Tuesday June 27, 2006
Miami Transit has a
gushing positive writeup on the forthcoming Miami Intermodal Center (I’ll rag on their web site in a minute). The idea is one central interchange between the airport, Metrorail, buses, rental cars, pedestrian traffic, taxis, and probably pogo sticks: it’s a big central hub. It’s also a great big showcase, a $1.4 billion (you heard me) palace to our efficiency and Jetsonsness.
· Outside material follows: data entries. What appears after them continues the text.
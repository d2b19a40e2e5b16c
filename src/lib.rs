#![cfg_attr(not(test), no_std)]
//! S2-LP Radio Driver
//!
//! This crate provides a type-safe interface for the ST S2-LP sub-GHz radio transceiver.
//! The S2-LP is a low power transceiver for the 430-470 MHz and 860-940 MHz ISM bands,
//! configured entirely through a flat register map.
//!
//! # Features
//! - Carrier frequency: 430-470 MHz (middle band), 860-940 MHz (high band)
//! - Modulation: 2(G)FSK, 4(G)FSK, ASK/OOK, polar and CW
//! - Datarate: 100 bps up to 250 kbps (referenced to a 26 MHz crystal)
//! - Channel filter: 1.1 kHz to 800.1 kHz in 90 discrete steps
//! - Output power: -31 to +14 dBm in 0.5 dB steps, 8 PA levels
//!
//! # Architecture
//! The driver is organized into several modules:
//!
//! - [`device`]: SPI framing for the S2-LP
//!   - Register reads/writes and command strobes over an `embedded-hal` `SpiDevice`
//!
//! - [`interface`]: The register I/O contract consumed by the radio API
//!   - Implemented by [`Device`], and by anything else able to move register bytes
//!
//! - [`registers`]: Register definitions for direct hardware access
//!   - [`registers::synth`]: Synthesizer, IF, channel, VCO and clock divider registers
//!   - [`registers::modem`]: Datarate, deviation, channel filter, AFC and clock recovery
//!   - [`registers::pa`]: Power amplifier registers
//!   - [`registers::status`]: Main controller state
//!
//! - [`radio`]: RF front end configuration
//!   - [`radio::codec`]: Conversion between physical units and register encodings
//!   - [`Radio`]: Initialization and per-parameter setters/getters
//!
//! # Usage
//! Register access goes through the `regiface` crate, so every register is a
//! plain struct that is encoded and decoded as a whole. All conversions are relative
//! to the crystal frequency stored in [`radio::Config`], which must match the
//! hardware before any other configuration.
//!
//! # Example
//! ```no_run
//! use embedded_hal::{delay::DelayNs, spi::SpiDevice};
//! use s2lp::{radio::{Config, Modulation, RadioInit}, Device, Error, Radio};
//!
//! fn configure_radio<SPI: SpiDevice, D: DelayNs>(spi: SPI, delay: D) -> Result<(), Error> {
//!     let mut radio = Radio::new(Device::new(spi), delay, Config::default());
//!
//!     radio.initialize(&RadioInit {
//!         frequency_base: 868_000_000,
//!         modulation: Modulation::Fsk2,
//!         datarate: 38_400,
//!         freq_deviation: 20_000,
//!         bandwidth: 100_000,
//!     })?;
//!     radio.set_pa_level_dbm(7, 12)?;
//!
//!     Ok(())
//! }
//! ```

use regiface::errors;

pub mod commands;
pub mod device;
pub mod interface;
pub mod radio;
pub mod registers;

#[cfg(test)]
mod mock;

pub use device::Device;
pub use interface::Interface;
pub use radio::Radio;

/// Driver error
#[derive(Debug, Clone, Copy, PartialEq, Eq)]
#[cfg_attr(feature = "defmt", derive(defmt::Format))]
pub enum Error {
    /// SPI communication failed
    Bus,
    /// A register held a value that does not decode
    Deserialization,
    /// The device did not reach the requested state within the polling budget
    HardwareTimeout,
    /// A parameter addresses something the hardware does not have
    InvalidParameter,
}

impl From<errors::Error> for Error {
    fn from(e: errors::Error) -> Self {
        match e {
            errors::Error::BusError => Error::Bus,
            _ => Error::Deserialization,
        }
    }
}
impl FromByteArray for Modem {
    type Error = InvalidModem;
    type Array = [u8; 6];

    fn from_bytes(bytes: Self::Array) -> Result<Self, Self::Error> {
        Ok(Self {
            datarate: DatarateCode::from_fields(
                u16::from_be_bytes([bytes[0], bytes[1]]),
                bytes[2] & DATARATE_E,
            ),
            modulation: Modulation::from_byte(bytes[2])?,
            freq_deviation: FreqDevCode::from_fields(bytes[4], bytes[3] & FDEV_E),
            channel_filter: decode_channel_filter(bytes[5])?,
            mod1_upper: bytes[3] & !FDEV_E,
        })
    }
}

impl ToByteArray for Modem {
    type Error = Infallible;
    type Array = [u8; 6];

    fn to_bytes(self) -> Result<Self::Array, Self::Error> {
        let [high, low] = self.datarate.mantissa().to_be_bytes();
        Ok([
            high,
            low,
            self.modulation.to_byte() | self.datarate.exponent(),
            (self.mod1_upper & !FDEV_E) | self.freq_deviation.exponent(),
            self.freq_deviation.mantissa(),
            encode_channel_filter(self.channel_filter),
        ])
    }
}

impl FromByteArray for Afc {
    type Error = Infallible;
    type Array = [u8; 3];

    fn from_bytes(bytes: Self::Array) -> Result<Self, Self::Error> {
        let mode = if bytes[0] & AFC_MODE != 0 {
            AfcMode::SecondConversionStage
        } else {
            AfcMode::Slicer
        };

        Ok(Self {
            freeze_on_sync: bytes[0] & AFC_FREEZE_ON_SYNC != 0,
            enabled: bytes[0] & AFC_ENABLED != 0,
            mode,
            fast_period: bytes[1],
            fast_gain: bytes[2] >> 4,
            slow_gain: bytes[2] & 0x0F,
            reserved: bytes[0] & !(AFC_FREEZE_ON_SYNC | AFC_ENABLED | AFC_MODE),
        })
    }
}

impl ToByteArray for Afc {
    type Error = Infallible;
    type Array = [u8; 3];

    fn to_bytes(self) -> Result<Self::Array, Self::Error> {
        let mut afc2 = self.reserved & !(AFC_FREEZE_ON_SYNC | AFC_ENABLED | AFC_MODE);
        if self.freeze_on_sync {
            afc2 |= AFC_FREEZE_ON_SYNC;
        }
        if self.enabled {
            afc2 |= AFC_ENABLED;
        }
        if self.mode == AfcMode::SecondConversionStage {
            afc2 |= AFC_MODE;
        }

        Ok([
            afc2,
            self.fast_period,
            (self.fast_gain << 4) | (self.slow_gain & 0x0F),
        ])
    }
}
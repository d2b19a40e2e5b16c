//! Register I/O contract
//!
//! The radio API never talks to the bus directly. It consumes an [`Interface`]: the
//! ability to read and write N consecutive registers and to send command strobes.
//! [`Device`] implements it over SPI; other transports (or a register file in a
//! test) can implement it too.
//!
//! Every operation returns a [`Result`]; a failed transfer is never silently turned
//! into stale register contents.

use core::convert::Infallible;

use embedded_hal::spi::SpiDevice;
use regiface::{ByteArray, Command, ReadableRegister, WritableRegister};

use crate::registers::McState;
use crate::{Device, Error};

/// Register level access to an S2-LP
pub trait Interface {
    /// Read `data.len()` consecutive registers starting at `address`
    fn read_regs(&mut self, address: u8, data: &mut [u8]) -> Result<(), Error>;

    /// Write `data` to consecutive registers starting at `address`
    fn write_regs(&mut self, address: u8, data: &[u8]) -> Result<(), Error>;

    /// Send a command strobe
    fn send_command<C>(&mut self, command: C) -> Result<(), Error>
    where
        C: Command<IdType = u8>;

    /// Read a single register
    fn read_reg(&mut self, address: u8) -> Result<u8, Error> {
        let mut incoming = [0u8; 1];
        self.read_regs(address, &mut incoming)?;
        Ok(incoming[0])
    }

    /// Write a single register
    fn write_reg(&mut self, address: u8, value: u8) -> Result<(), Error> {
        self.write_regs(address, &[value])
    }

    /// Update the specified register with the provided value & mask
    fn update_reg(&mut self, address: u8, mask: u8, value: u8) -> Result<u8, Error> {
        let existing = self.read_reg(address)?;
        let updated = (existing & !mask) | (value & mask);
        self.write_reg(address, updated)?;
        Ok(updated)
    }

    /// Read and decode a typed register
    fn read_register<R>(&mut self) -> Result<R, Error>
    where
        R: ReadableRegister<IdType = u8>,
    {
        let mut raw = R::Array::new();
        self.read_regs(R::id(), raw.as_mut())?;
        R::from_bytes(raw).map_err(|_| Error::Deserialization)
    }

    /// Encode and write a typed register
    fn write_register<R>(&mut self, register: R) -> Result<(), Error>
    where
        R: WritableRegister<IdType = u8, Error = Infallible>,
    {
        let raw = register.to_bytes().unwrap_or_else(|e| match e {});
        self.write_regs(R::id(), raw.as_ref())
    }

    /// Read a typed register, apply `f` and write the result back
    fn modify_register<R, F>(&mut self, f: F) -> Result<R, Error>
    where
        R: ReadableRegister<IdType = u8> + WritableRegister<IdType = u8, Error = Infallible> + Copy,
        F: FnOnce(&mut R),
    {
        let mut register: R = self.read_register()?;
        f(&mut register);
        self.write_register(register)?;
        Ok(register)
    }

    /// Read the main controller state
    fn refresh_status(&mut self) -> Result<McState, Error> {
        self.read_register()
    }
}

impl<SPI> Interface for Device<SPI>
where
    SPI: SpiDevice,
{
    fn read_regs(&mut self, address: u8, data: &mut [u8]) -> Result<(), Error> {
        Ok(self.read_registers(address, data)?)
    }

    fn write_regs(&mut self, address: u8, data: &[u8]) -> Result<(), Error> {
        Ok(self.write_registers(address, data)?)
    }

    fn send_command<C>(&mut self, command: C) -> Result<(), Error>
    where
        C: Command<IdType = u8>,
    {
        Ok(Device::send_command(self, command)?)
    }
}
Boy do I ever call bullshit. This is one of the least sense-making things I’ve ever seen, for two completely different sets of reasons. Firstly, there is no logical reason for all these things to be under one roof. Consider: if you fly in to the airport, you have a good chance of leaving by a rental car or by bus. Is there any advantage to having a bus station at one end of the airport and car rental facilities at the other? Of course not. Do you need to be at some central transportation locus before you decide where you’re going and how? You don’t. Any reason taxis should drop people off at some central repository rather then as close to their gate as possible? Nope.
It’s as though our officials are overcompensating for idiotically not putting a Metrorail stop at the airport by turning that stop into a ridiculous palace (go to the Miami Transit page for more photos). The airport is already interfaced with buses, taxis, and rental cars. Is this monstrosity going to improve matters? Maybe ever so slightly, but this is a massive solution in hopeless search of a problem.
Which brings me to the other obvious problem: the $1.4 billion. Oh, the MIC web site? Hilariously, it has an unskipable flash intro, so that nobody with a flashless browser can see it without a deep link (here’s one). After that it’s graphics-only navigation menu, with random links to PDFs and other garbage. A hilarious number of the main menu buttons open up to a grand page with a single off-site link in the middle. It’s like these idiots consciously decided to do the opposite for every single web accessibility recommendation. But if you click around long enough (and if you have the right browser and software), you’ll see enough of the pictures to realize just how much of this thing is purely ornamental.
Oh, and it may look gleaming and beautiful in the computer renderings. But don’t be fooled: you know what happens to mass transit facilities. They get abused, and after awhile they start to look a little shabby. Imaging a huge glass and steel mass transit hub after a year in use: still huge and silly, but now much less immaculate, and looking for all the world like a gigantic mistake. I don’t need to run down the problems the county is facing for you to realize that this money could have been much much much better spent, do I?
Update: Transit Man has revised and extended his remarks. “It’s Kinda like watching the credits roll on Nacho Libre and wondering: ‘How can so many people see nothing wrong with putting this into production?’ except instead of the $10 ticket and popcorn, it’s $1.3 Billion.”